▼

//! Drives one job through its stage sequence.
//!
//! The runner is the only publisher of a job's events. It reports each
//! stage start, per-item progress and provider fallbacks, and always ends
//! the job with exactly one terminal status:
//!
//! - `succeeded` with the output descriptor once every stage finished;
//! - `failed` with the cause when a stage failed with no fallback left,
//!   or a collaborator panicked;
//! - `cancelled` when the job's cancellation token fired.
//!
//! Collaborator calls never run under a bus lock. Each call races the
//! cancellation token and is shielded against panics.

use std::any::Any;
use std::future::Future;
use std::panic::AssertUnwindSafe;
use std::path::PathBuf;
use std::sync::Arc;

use futures::FutureExt;
use serde_json::json;
use slidecast_core::event::{JobEvent, TokenUsage};
use slidecast_core::request::{JobRequest, PipelineMode};
use slidecast_core::status::JobStatus;
use slidecast_events::JobPublisher;
use tokio_util::sync::CancellationToken;
use tracing::Instrument;

use crate::collaborators::{
    AssetGenerator, AudioAsset, ContentAnalyzer, ImageAsset, JobContext, NarrationSynthesizer,
    Paper, PaperCriteria, PaperSource, Script, ScriptWriter, Section, SlidePlanner, SlideRenderer,
    SlideSpec, Usage, VideoAsset, VideoComposer,
};
use crate::config::PipelineConfig;
use crate::error::StageError;
use crate::fallback::ProviderChain;
use crate::stage::{ProgressTracker, Stage};

/// Longest paper title quoted in log lines.
const TITLE_LOG_CHARS: usize = 80;

// ---------------------------------------------------------------------------
// Collaborators
// ---------------------------------------------------------------------------

/// The full set of external collaborators a run consults.
pub struct Collaborators {
    pub papers: ProviderChain<dyn PaperSource>,
    pub analyzer: Arc<dyn ContentAnalyzer>,
    pub scripts: Arc<dyn ScriptWriter>,
    pub planner: Arc<dyn SlidePlanner>,
    pub assets: Arc<dyn AssetGenerator>,
    pub renderer: Arc<dyn SlideRenderer>,
    pub narration: ProviderChain<dyn NarrationSynthesizer>,
    pub composer: Arc<dyn VideoComposer>,
}

impl Collaborators {
    /// Restrict and reorder the narration chain. An empty list keeps it.
    pub fn with_narration_order<S: AsRef<str>>(mut self, names: &[S]) -> Result<Self, StageError> {
        if !names.is_empty() {
            self.narration = self.narration.select(names)?;
        }
        Ok(self)
    }
}

// ---------------------------------------------------------------------------
// PipelineRunner
// ---------------------------------------------------------------------------

/// Runs jobs against a shared collaborator set.
#[derive(Clone)]
pub struct PipelineRunner {
    collaborators: Arc<Collaborators>,
    output_dir: PathBuf,
    min_slide_secs: f64,
}
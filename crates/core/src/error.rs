#[derive(Debug, thiserror::Error)]
pub enum CoreError {
    #[error("Entity not found: {entity} with id {id}")]
    NotFound { entity: &'static str, id: String },

    #[error("Validation failed: {0}")]
    Validation(String),

    #[error("Conflict: {0}")]
    Conflict(String),

    #[error("Internal error: {0}")]
    Internal(String),
}

impl CoreError {
    /// Shorthand for the `NotFound` variant on a job id.
    pub fn job_not_found(id: impl ToString) -> Self {
        CoreError::NotFound {
            entity: "Job",
            id: id.to_string(),
        }
    }
}
//! Illustrations of the secret word.
//!
//! Providers never fail: any error from the model, or a call that outlives
//! its deadline, is replaced by a placeholder that embeds the word.

use async_trait::async_trait;
use derive_getters::Getters;
use std::time::Duration;
use tracing::{debug, info, instrument, warn};

use crate::game::Rendering;
use crate::llm_client::LlmClient;

/// Produces the rendering shown to players.
#[async_trait]
pub trait DrawingProvider: Send + Sync + std::fmt::Debug {
    /// Renders `word`. Infallible: failures yield a placeholder.
    async fn render(&self, word: &str) -> Rendering;
}

/// Canvas size and call deadline for generated drawings.
#[derive(Debug, Clone, Copy, PartialEq, Eq, Getters, derive_new::new)]
pub struct DrawingOptions {
    width: u32,
    height: u32,
    timeout: Duration,
}

impl Default for DrawingOptions {
    fn default() -> Self {
        Self::new(400, 400, Duration::from_secs(20))
    }
}

/// Deterministic fallback drawing: a framed card naming the word.
#[instrument(skip(word))]
pub fn placeholder_svg(word: &str, width: u32, height: u32) -> String {
    format!(
        r#"<svg width="{w}" height="{h}" viewBox="0 0 {w} {h}" xmlns="http://www.w3.org/2000/svg">
        <rect x="10" y="10" width="{iw}" height="{ih}" fill="none" stroke="black" stroke-width="2"/>
        <text x="{cx}" y="{cy}" text-anchor="middle" font-size="20" fill="black">AI Drawing</text>
        <text x="{cx}" y="{cy2}" text-anchor="middle" font-size="16" fill="gray">Word: {word}</text>
    </svg>"#,
        w = width,
        h = height,
        iw = width.saturating_sub(20),
        ih = height.saturating_sub(20),
        cx = width / 2,
        cy = height / 2,
        cy2 = height / 2 + 30,
        word = word,
    )
}

/// Wraps model output in an `<svg>` root when it lacks one.
#[instrument(skip(content))]
pub fn ensure_svg_root(content: &str, width: u32, height: u32) -> String {
    let content = content.trim();
    if content.starts_with("<svg") {
        return content.to_string();
    }
    debug!("Model output lacks <svg> root, wrapping");
    format!(
        r#"<svg width="{width}" height="{height}" viewBox="0 0 {width} {height}" xmlns="http://www.w3.org/2000/svg">{content}</svg>"#
    )
}

/// Always returns [`placeholder_svg`].
#[derive(Debug, Clone, Copy, Default)]
pub struct PlaceholderDrawing {
    options: DrawingOptions,
}

impl PlaceholderDrawing {
    /// Creates a placeholder provider for the given canvas.
    pub fn new(options: DrawingOptions) -> Self {
        Self { options }
    }
}

#[async_trait]
impl DrawingProvider for PlaceholderDrawing {
    #[instrument(skip(self))]
    async fn render(&self, word: &str) -> Rendering {
        Rendering::from(placeholder_svg(word, self.options.width, self.options.height))
    }
}

/// Asks a chat model to draw the word as SVG.
#[derive(Debug, Clone)]
pub struct LlmDrawingProvider {
    client: LlmClient,
    options: DrawingOptions,
}

impl LlmDrawingProvider {
    /// Creates a provider backed by `client`.
    #[instrument(skip(client))]
    pub fn new(client: LlmClient, options: DrawingOptions) -> Self {
        info!(model = %client.config().model(), "Creating LLM drawing provider");
        Self { client, options }
    }

    fn system_prompt(&self) -> String {
        format!(
            "You are an AI that creates simple SVG drawings for a Pictionary game. \
             Create a simple, clear SVG that represents the given word. \
             The SVG should be {}x{} pixels and use basic shapes and lines. \
             Return ONLY the SVG code, no explanations.",
            self.options.width, self.options.height
        )
    }
}

#[async_trait]
impl DrawingProvider for LlmDrawingProvider {
    #[instrument(skip(self))]
    async fn render(&self, word: &str) -> Rendering {
        let system_prompt = self.system_prompt();
        let user_message = format!("Draw a simple SVG representation of: {}", word);
        let call = self.client.generate(&system_prompt, &user_message);

        let (width, height) = (self.options.width, self.options.height);
        match tokio::time::timeout(self.options.timeout, call).await {
            Ok(Ok(content)) => {
                info!(length = content.len(), "Drawing generated");
                Rendering::from(ensure_svg_root(&content, width, height))
            }
            Ok(Err(e)) => {
                warn!(error = %e, "Drawing generation failed, using placeholder");
                Rendering::from(placeholder_svg(word, width, height))
            }
            Err(_) => {
                warn!(timeout = ?self.options.timeout, "Drawing generation timed out, using placeholder");
                Rendering::from(placeholder_svg(word, width, height))
            }
        }
    }
}

#[cfg(test)]
mod tests {
    use super::*;

    #[test]
    fn placeholder_embeds_word_and_size() {
        let svg = placeholder_svg("cat", 400, 400);
        assert!(svg.starts_with("<svg"));
        assert!(svg.contains("Word: cat"));
        assert!(svg.contains(r#"width="380""#));
        assert!(svg.contains(r#"x="200" y="230""#));
    }

    #[test]
    fn placeholder_is_deterministic() {
        assert_eq!(placeholder_svg("tree", 300, 200), placeholder_svg("tree", 300, 200));
    }

    #[test]
    fn svg_root_is_kept() {
        let svg = "  <svg><circle r=\"5\"/></svg>\n";
        assert_eq!(ensure_svg_root(svg, 400, 400), "<svg><circle r=\"5\"/></svg>");
    }

    #[test]
    fn bare_shapes_are_wrapped() {
        let wrapped = ensure_svg_root("<circle r=\"5\"/>", 100, 50);
        assert!(wrapped.starts_with(r#"<svg width="100" height="50""#));
        assert!(wrapped.ends_with("<circle r=\"5\"/></svg>"));
    }

    #[tokio::test]
    async fn placeholder_provider_renders_placeholder() {
        let provider = PlaceholderDrawing::default();
        let rendering = provider.render("moon").await;
        assert_eq!(rendering.as_str(), placeholder_svg("moon", 400, 400));
    }
}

▲

## Brief
Out of the data above, transcribe exactly and only the lines starting with the line that has "pub struct PipelineRunner" and going on through the line that has "use std::time::Duration;", both included.

## Output below
pub struct PipelineRunner {
    collaborators: Arc<Collaborators>,
    output_dir: PathBuf,
    min_slide_secs: f64,
}
filename crates/core/src/error.rs
#[derive(Debug, thiserror::Error)]
pub enum CoreError {
    #[error("Entity not found: {entity} with id {id}")]
    NotFound { entity: &'static str, id: String },

    #[error("Validation failed: {0}")]
    Validation(String),

    #[error("Conflict: {0}")]
    Conflict(String),

    #[error("Internal error: {0}")]
    Internal(String),
}

impl CoreError {
    /// Shorthand for the `NotFound` variant on a job id.
    pub fn job_not_found(id: impl ToString) -> Self {
        CoreError::NotFound {
            entity: "Job",
            id: id.to_string(),
        }
    }
}
//! Illustrations of the secret word.
//!
//! Providers never fail: any error from the model, or a call that outlives
//! its deadline, is replaced by a placeholder that embeds the word.

use async_trait::async_trait;
use derive_getters::Getters;
use std::time::Duration;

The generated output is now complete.